Back to tailscale specifically, I want to reiterate that as far as we know, everything is above board. Tailscale is a very security-focused company, but security != privacy, which is likely why security is prominent in their docs, while privacy is overlooked/ignored.
AFAICS, reflecting on their unique setup, the amount of personal data tailscale can ‘theoretically’ use to create a profile exceeds typical VPNs (traditionally limited to one device, doing web browsing during an individual VPN session) and ISPs (only know what you do on your home network) and mobile networks (limited to mostly phone usage).
I am open if someone more informed on the topic refutes my perspective and wants to push back btw.
To my mind, the logs are pretty innocuous and the DNS data is no different from what any other VPN/ISP can collect, plus it’s very easy to edit the DNS server in their web interface. No more difficult, let’s say, than editing it in your router’s settings page.
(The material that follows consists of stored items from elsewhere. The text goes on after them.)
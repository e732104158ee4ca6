//! Transaction and block validation rules.
//!
//! Validation outcomes are values: a rejected transaction or block is a
//! normal result ([`Validation::Invalid`]), while an `Err` always means the
//! rules could not be evaluated (storage failure, encoding failure).

use std::collections::HashSet;

use votechain_crypto::{hash_public_key, verify_signature};
use votechain_store::Utxo;
use votechain_types::{AddressHash, OutPoint, ProtocolParams};

use crate::block::Block;
use crate::transaction::{SpendPayload, Transaction};
use crate::LedgerError;

/// Outcome of a validation check.
#[derive(Clone, Debug, PartialEq, Eq)]
pub enum Validation {
    Valid,
    Invalid(String),
}

impl Validation {
    pub fn is_valid(&self) -> bool {
        matches!(self, Validation::Valid)
    }

    /// Reason for rejection, if any.
    pub fn reason(&self) -> Option<&str> {
        match self {
            Validation::Valid => None,
            Validation::Invalid(reason) => Some(reason),
        }
    }
}

macro_rules! reject {
    ($($arg:tt)*) => {
        return Ok(Validation::Invalid(format!($($arg)*)))
    };
}

/// Read access to the unspent-output set.
pub trait UtxoView {
    fn utxo(&self, out_point: &OutPoint) -> Result<Option<Utxo>, LedgerError>;
}

/// Validate a non-base transaction against `view`.
///
/// `spent` collects every outpoint consumed so far in the enclosing block; an
/// outpoint already present is a double spend.
pub fn validate_transaction_in(
    tx: &Transaction,
    view: &dyn UtxoView,
    spent: &mut HashSet<OutPoint>,
) -> Result<Validation, LedgerError> {
    if tx.inputs.is_empty() || tx.outputs.is_empty() {
        reject!("transaction {} has no inputs or no outputs", tx.id);
    }
    if tx.is_base() {
        reject!("base transaction {} outside genesis", tx.id);
    }
    if !tx.id_matches()? {
        reject!("transaction id {} does not match its content", tx.id);
    }
    if tx.outputs.iter().any(|o| o.value == 0) {
        reject!("transaction {} has a zero-value output", tx.id);
    }
    let Some(output_total) = tx.output_total() else {
        reject!("transaction {} output total overflows", tx.id);
    };

    let mut input_total: u64 = 0;
    for input in &tx.inputs {
        let Some(out_point) = input.previous else {
            reject!("transaction {} has an input without a previous output", tx.id);
        };
        if !spent.insert(out_point) {
            reject!("output {out_point} is spent twice");
        }
        if hash_public_key(&input.verifier) != input.sender {
            reject!("verifier of input {out_point} does not hash to its sender");
        }
        let Some(utxo) = view.utxo(&out_point)? else {
            reject!("output {out_point} is unknown or already spent");
        };
        if utxo.address != input.sender {
            reject!("output {out_point} is not owned by {}", input.sender);
        }
        let Some(recipient) = tx.recipient_for(input) else {
            reject!("transaction {} has no recipient for input {out_point}", tx.id);
        };
        let payload = SpendPayload {
            sender: input.sender,
            recipient: recipient.recipient,
            value: utxo.value,
        };
        if !verify_signature(&payload.to_bytes()?, &input.signature, &input.verifier) {
            reject!("bad signature on input {out_point}");
        }
        input_total = match input_total.checked_add(utxo.value) {
            Some(total) => total,
            None => reject!("transaction {} input total overflows", tx.id),
        };
    }

    if input_total != output_total {
        reject!(
            "transaction {} moves {input_total} in but {output_total} out",
            tx.id
        );
    }
    Ok(Validation::Valid)
}

/// Validate a forged block received from `claimed_sender`.
///
/// Checks the header hash, the magic number, the body count, the stake
/// transaction in first position, and every transaction against `view` with
/// double spends tracked across the whole block.
pub fn validate_block_with(
    block: &Block,
    claimed_sender: &AddressHash,
    authority: &AddressHash,
    params: &ProtocolParams,
    view: &dyn UtxoView,
) -> Result<Validation, LedgerError> {
    let Some(stake) = block.stake_transaction() else {
        reject!("block {} has no transactions", block.hash());
    };
    if block.metadata.magic_number != params.magic_number {
        reject!("block {} has magic number {:#x}", block.hash(), block.metadata.magic_number);
    }
    if block.body.count != block.body.transactions.len() as u64 {
        reject!("block {} count does not match its body", block.hash());
    }
    if !block.hash_is_consistent() {
        reject!("block {} hash does not match its contents", block.hash());
    }
    if !stake.is_stake_transaction(authority) {
        reject!("first transaction of block {} is not a stake", block.hash());
    }
    if stake.stake_owner().as_ref() != Some(claimed_sender) {
        reject!("stake of block {} is not owned by its sender", block.hash());
    }

    let mut spent = HashSet::new();
    for tx in block.transactions() {
        if let Validation::Invalid(reason) = validate_transaction_in(tx, view, &mut spent)? {
            return Ok(Validation::Invalid(reason));
        }
    }
    Ok(Validation::Valid)
}

#[cfg(test)]
mod tests {
    use super::*;
    use crate::transaction::Output;
    use std::collections::HashMap;
    use votechain_crypto::{Ed25519Signer, SigningAdapter};
    use votechain_types::{Timestamp, TxId};

    #[derive(Default)]
    struct MapView(HashMap<OutPoint, Utxo>);

    impl MapView {
        fn with(mut self, utxo: Utxo) -> Self {
            self.0.insert(utxo.out_point, utxo);
            self
        }
    }

    impl UtxoView for MapView {
        fn utxo(&self, out_point: &OutPoint) -> Result<Option<Utxo>, LedgerError> {
            Ok(self.0.get(out_point).copied())
        }
    }

    fn owned(signer: &Ed25519Signer, tag: u8, value: u64) -> Utxo {
        Utxo {
            out_point: OutPoint::new(TxId::new([tag; 32]), 0),
            address: signer.address(),
            value,
        }
    }

    fn spend(
        signer: &Ed25519Signer,
        utxo: &Utxo,
        to: AddressHash,
        amount: u64,
    ) -> Transaction {
        let input = SpendPayload {
            sender: signer.address(),
            recipient: to,
            value: utxo.value,
        }
        .sign_input(Some(utxo.out_point), signer)
        .unwrap();
        let mut outputs = vec![Output {
            value: amount,
            recipient: to,
        }];
        if utxo.value > amount {
            outputs.push(Output {
                value: utxo.value - amount,
                recipient: signer.address(),
            });
        }
        Transaction::new_at(vec![input], outputs, Timestamp::new(5)).unwrap()
    }

    fn check(tx: &Transaction, view: &MapView) -> Validation {
        validate_transaction_in(tx, view, &mut HashSet::new()).unwrap()
    }

    #[test]
    fn valid_spend() {
        let alice = Ed25519Signer::from_seed(&[1; 32]);
        let utxo = owned(&alice, 1, 100);
        let view = MapView::default().with(utxo);
        let tx = spend(&alice, &utxo, AddressHash::new([9; 32]), 1);
        assert_eq!(check(&tx, &view), Validation::Valid);
    }

    #[test]
    fn missing_output_is_rejected() {
        let alice = Ed25519Signer::from_seed(&[1; 32]);
        let utxo = owned(&alice, 1, 100);
        let tx = spend(&alice, &utxo, AddressHash::new([9; 32]), 1);
        assert!(!check(&tx, &MapView::default()).is_valid());
    }

    #[test]
    fn foreign_output_is_rejected() {
        let alice = Ed25519Signer::from_seed(&[1; 32]);
        let bob = Ed25519Signer::from_seed(&[2; 32]);
        let bobs = owned(&bob, 1, 100);
        let view = MapView::default().with(bobs);
        // Alice signs a spend of Bob's output with her own key.
        let tx = spend(&alice, &bobs, AddressHash::new([9; 32]), 1);
        assert!(!check(&tx, &view).is_valid());
    }

    #[test]
    fn inflated_output_is_rejected() {
        let alice = Ed25519Signer::from_seed(&[1; 32]);
        let utxo = owned(&alice, 1, 100);
        let view = MapView::default().with(utxo);
        let mut tx = spend(&alice, &utxo, AddressHash::new([9; 32]), 1);
        tx.outputs[1].value = 150;
        tx.id = Transaction::compute_id(&tx.inputs, &tx.outputs, tx.timestamp).unwrap();
        let result = check(&tx, &view);
        assert!(result.reason().unwrap().contains("moves 100 in"));
    }

    #[test]
    fn signature_over_wrong_value_is_rejected() {
        let alice = Ed25519Signer::from_seed(&[1; 32]);
        let utxo = owned(&alice, 1, 100);
        let view = MapView::default().with(utxo);
        let to = AddressHash::new([9; 32]);
        let input = SpendPayload {
            sender: alice.address(),
            recipient: to,
            value: 1,
        }
        .sign_input(Some(utxo.out_point), &alice)
        .unwrap();
        let tx = Transaction::new_at(
            vec![input],
            vec![
                Output {
                    value: 1,
                    recipient: to,
                },
                Output {
                    value: 99,
                    recipient: alice.address(),
                },
            ],
            Timestamp::new(5),
        )
        .unwrap();
        assert!(check(&tx, &view).reason().unwrap().contains("bad signature"));
    }

    #[test]
    fn second_spend_in_same_set_is_rejected() {
        let alice = Ed25519Signer::from_seed(&[1; 32]);
        let utxo = owned(&alice, 1, 100);
        let view = MapView::default().with(utxo);
        let first = spend(&alice, &utxo, AddressHash::new([9; 32]), 1);
        let second = spend(&alice, &utxo, AddressHash::new([8; 32]), 2);

        let mut spent = HashSet::new();
        assert!(validate_transaction_in(&first, &view, &mut spent)
            .unwrap()
            .is_valid());
        let again = validate_transaction_in(&second, &view, &mut spent).unwrap();
        assert!(again.reason().unwrap().contains("spent twice"));
    }

    #[test]
    fn base_transactions_are_rejected_outside_genesis() {
        let authority = Ed25519Signer::from_seed(&[7; 32]);
        let base = Transaction::new_base(
            &authority,
            AddressHash::new([3; 32]),
            10,
            Timestamp::new(1),
        )
        .unwrap();
        assert!(!check(&base, &MapView::default()).is_valid());
    }
}
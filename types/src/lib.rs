//! Fundamental types for the votechain ledger.
//!
//! This crate defines the core types shared across every other crate in the workspace:
//! hashes, address hashes, output references, keys, timestamps, node roles and
//! protocol parameters.

pub mod error;
pub mod hash;
pub mod keys;
pub mod node;
pub mod outpoint;
pub mod params;
pub mod time;

pub use error::TypesError;
pub use hash::{AddressHash, BlockHash, TxId, TxSetHash};
pub use keys::{KeyPair, PrivateKey, PublicKey, Signature};
pub use node::NodeType;
pub use outpoint::OutPoint;
pub use params::ProtocolParams;
pub use time::Timestamp;
//! Blocks: an ordered batch of transactions linked to its predecessor.

use serde::{Deserialize, Serialize};
use votechain_crypto::{canonical_json, sha256_multi};
use votechain_types::{BlockHash, ProtocolParams, Timestamp, TxSetHash};

use crate::transaction::Transaction;
use crate::LedgerError;

#[derive(Clone, Debug, PartialEq, Eq, Serialize, Deserialize)]
pub struct Metadata {
    pub magic_number: u32,
    /// Encoded size of the body in bytes.
    pub size: u64,
}

#[derive(Clone, Debug, PartialEq, Eq, Serialize, Deserialize)]
pub struct Header {
    pub version: u32,
    /// Predecessor, [`BlockHash::ZERO`] for genesis.
    pub prev_hash: BlockHash,
    pub tx_set_hash: TxSetHash,
    pub hash: BlockHash,
    pub timestamp: Timestamp,
}

#[derive(Clone, Debug, PartialEq, Eq, Serialize, Deserialize)]
pub struct Body {
    pub transactions: Vec<Transaction>,
    pub count: u64,
}

#[derive(Clone, Debug, PartialEq, Eq, Serialize, Deserialize)]
pub struct Block {
    pub metadata: Metadata,
    pub header: Header,
    pub body: Body,
}

/// SHA-256 of the concatenated transaction ids.
pub fn compute_tx_set_hash(transactions: &[Transaction]) -> TxSetHash {
    let ids: Vec<&[u8]> = transactions.iter().map(|t| t.id.as_bytes().as_slice()).collect();
    TxSetHash::new(sha256_multi(&ids))
}

/// SHA-256(prev_hash ‖ tx_set_hash ‖ big-endian timestamp).
pub fn compute_block_hash(
    prev_hash: &BlockHash,
    tx_set_hash: &TxSetHash,
    timestamp: Timestamp,
) -> BlockHash {
    BlockHash::new(sha256_multi(&[
        prev_hash.as_bytes().as_slice(),
        tx_set_hash.as_bytes().as_slice(),
        timestamp.to_be_bytes().as_slice(),
    ]))
}

impl Block {
    /// Assemble a block on top of `prev_hash`, stamped with the current time.
    pub fn new(
        prev_hash: BlockHash,
        transactions: Vec<Transaction>,
        params: &ProtocolParams,
    ) -> Result<Self, LedgerError> {
        Self::new_at(prev_hash, transactions, Timestamp::now(), params)
    }

    pub fn new_at(
        prev_hash: BlockHash,
        transactions: Vec<Transaction>,
        timestamp: Timestamp,
        params: &ProtocolParams,
    ) -> Result<Self, LedgerError> {
        let tx_set_hash = compute_tx_set_hash(&transactions);
        let hash = compute_block_hash(&prev_hash, &tx_set_hash, timestamp);
        let body = Body {
            count: transactions.len() as u64,
            transactions,
        };
        let size = canonical_json(&body)?.len() as u64;
        Ok(Self {
            metadata: Metadata {
                magic_number: params.magic_number,
                size,
            },
            header: Header {
                version: params.block_version,
                prev_hash,
                tx_set_hash,
                hash,
                timestamp,
            },
            body,
        })
    }

    pub fn hash(&self) -> BlockHash {
        self.header.hash
    }

    pub fn prev_hash(&self) -> BlockHash {
        self.header.prev_hash
    }

    pub fn transactions(&self) -> &[Transaction] {
        &self.body.transactions
    }

    /// First transaction, which must be the forger's stake.
    pub fn stake_transaction(&self) -> Option<&Transaction> {
        self.body.transactions.first()
    }

    /// Header hash matches the header fields, and the transaction set hash
    /// matches the body.
    pub fn hash_is_consistent(&self) -> bool {
        let header = &self.header;
        compute_tx_set_hash(&self.body.transactions) == header.tx_set_hash
            && compute_block_hash(&header.prev_hash, &header.tx_set_hash, header.timestamp)
                == header.hash
    }

    pub fn to_bytes(&self) -> Result<Vec<u8>, LedgerError> {
        Ok(bincode::serialize(self)?)
    }

    pub fn from_bytes(bytes: &[u8]) -> Result<Self, LedgerError> {
        Ok(bincode::deserialize(bytes)?)
    }
}
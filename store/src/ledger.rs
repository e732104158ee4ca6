//! Ledger storage: blocks, the tip pointer, both UTXO indices and the
//! pending-transaction pool.

use crate::{PendingTransaction, StoreError, Utxo};
use votechain_types::{AddressHash, BlockHash, OutPoint, TxId};

/// Everything one block changes, written as a single atomic unit.
#[derive(Clone, Debug, Default)]
pub struct BlockCommit {
    pub hash: BlockHash,
    /// Serialized block.
    pub block: Vec<u8>,
    /// Outputs consumed by the block's inputs. Each must currently be unspent.
    pub spent: Vec<OutPoint>,
    /// Outputs created by the block's transactions.
    pub created: Vec<Utxo>,
    /// Ids of the embedded transactions, removed from the pending pool.
    pub included: Vec<TxId>,
}

/// The ledger store adapter.
///
/// `put_genesis` and `append_block` apply a [`BlockCommit`] atomically: the
/// block, the new tip, both UTXO indices and the pending-pool removals become
/// visible together or not at all.
pub trait LedgerStore: Send + Sync {
    /// Current tip, or `None` for an empty chain.
    fn get_tip(&self) -> Result<Option<BlockHash>, StoreError>;

    /// Store the first block. Fails with [`StoreError::Duplicate`] if a tip exists.
    fn put_genesis(&self, commit: &BlockCommit) -> Result<BlockHash, StoreError>;

    /// Store a block on top of the current tip.
    ///
    /// Fails with [`StoreError::Conflict`] without writing anything when any
    /// entry of `commit.spent` is not an unspent output.
    fn append_block(&self, commit: &BlockCommit) -> Result<BlockHash, StoreError>;

    /// Serialized block by hash.
    fn get_block(&self, hash: &BlockHash) -> Result<Option<Vec<u8>>, StoreError>;

    /// Unspent outputs owned by `address`, ordered by outpoint.
    fn get_utxos_by_address(&self, address: &AddressHash) -> Result<Vec<Utxo>, StoreError>;

    /// One unspent output by reference.
    fn get_utxo(&self, out_point: &OutPoint) -> Result<Option<Utxo>, StoreError>;

    /// Add a transaction to the pending pool. Re-inserting an id overwrites it.
    fn put_pending_transaction(&self, pending: &PendingTransaction) -> Result<(), StoreError>;

    fn contains_pending_transaction(&self, id: &TxId) -> Result<bool, StoreError>;

    /// Pending transactions ordered by timestamp, then id.
    fn list_pending_transactions(&self) -> Result<Vec<PendingTransaction>, StoreError>;

    /// Remove a transaction from the pool. Removing an absent id is not an error.
    fn delete_pending_transaction(&self, id: &TxId) -> Result<(), StoreError>;
}
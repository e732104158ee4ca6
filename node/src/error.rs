use thiserror::Error;

#[derive(Debug, Error)]
pub enum NodeError {
    #[error("ledger error: {0}")]
    Ledger(#[from] votechain_ledger::LedgerError),

    #[error("consensus error: {0}")]
    Consensus(#[from] votechain_consensus::ConsensusError),

    #[error("network error: {0}")]
    Network(#[from] votechain_network::NetworkError),

    #[error("store error: {0}")]
    Store(#[from] votechain_store::StoreError),

    #[error("LMDB error: {0}")]
    Lmdb(#[from] votechain_store_lmdb::LmdbError),

    #[error("metrics error: {0}")]
    Metrics(#[from] prometheus::Error),

    #[error("config error: {0}")]
    Config(String),

    /// The peer we synchronise from served something unusable.
    #[error("sync failed: {0}")]
    Sync(String),

    #[error("IO error: {0}")]
    Io(#[from] std::io::Error),

    #[error("RPC server error: {0}")]
    Rpc(String),
}

impl NodeError {
    /// Whether the local store failed, as opposed to a peer or the config.
    pub fn is_storage(&self) -> bool {
        match self {
            NodeError::Ledger(e) => e.is_storage(),
            NodeError::Consensus(e) => e.is_storage(),
            NodeError::Store(_) | NodeError::Lmdb(_) => true,
            _ => false,
        }
    }
}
Note that Tailscale do provide support to free tier users - I’ve used it several times in the past - so log collection can have its uses.
IMHO, having Tailscale + pihole/Nextcloud + Mullvad is a lovely combination. Perhaps not the most private, but it allows custom DNS filtering, access to your self-hosted contacts/files plus a VPN.
My main gripe with Tailscale (and WireGuard more generally) is the lack of post-quantum encryption.
That is a DNS leak.
Not with Mullvad as the upstream DNS…
You would need to reroute Pihole’s upstream DNS requests back into the same Mullvad VPN tunnel, otherwise your choice of DNS server would stand out from other users. Simply choosing Mullvad’s public DNS servers as upstream is not enough
The question is if an enterprise is paying for 1000 users, does it count as one user or 1000 users?
What makes you think that the company’s own comparison is better than LLM generated? Consider Tuta’s privacy list which does not even mention proton. They prepare it to buy their product.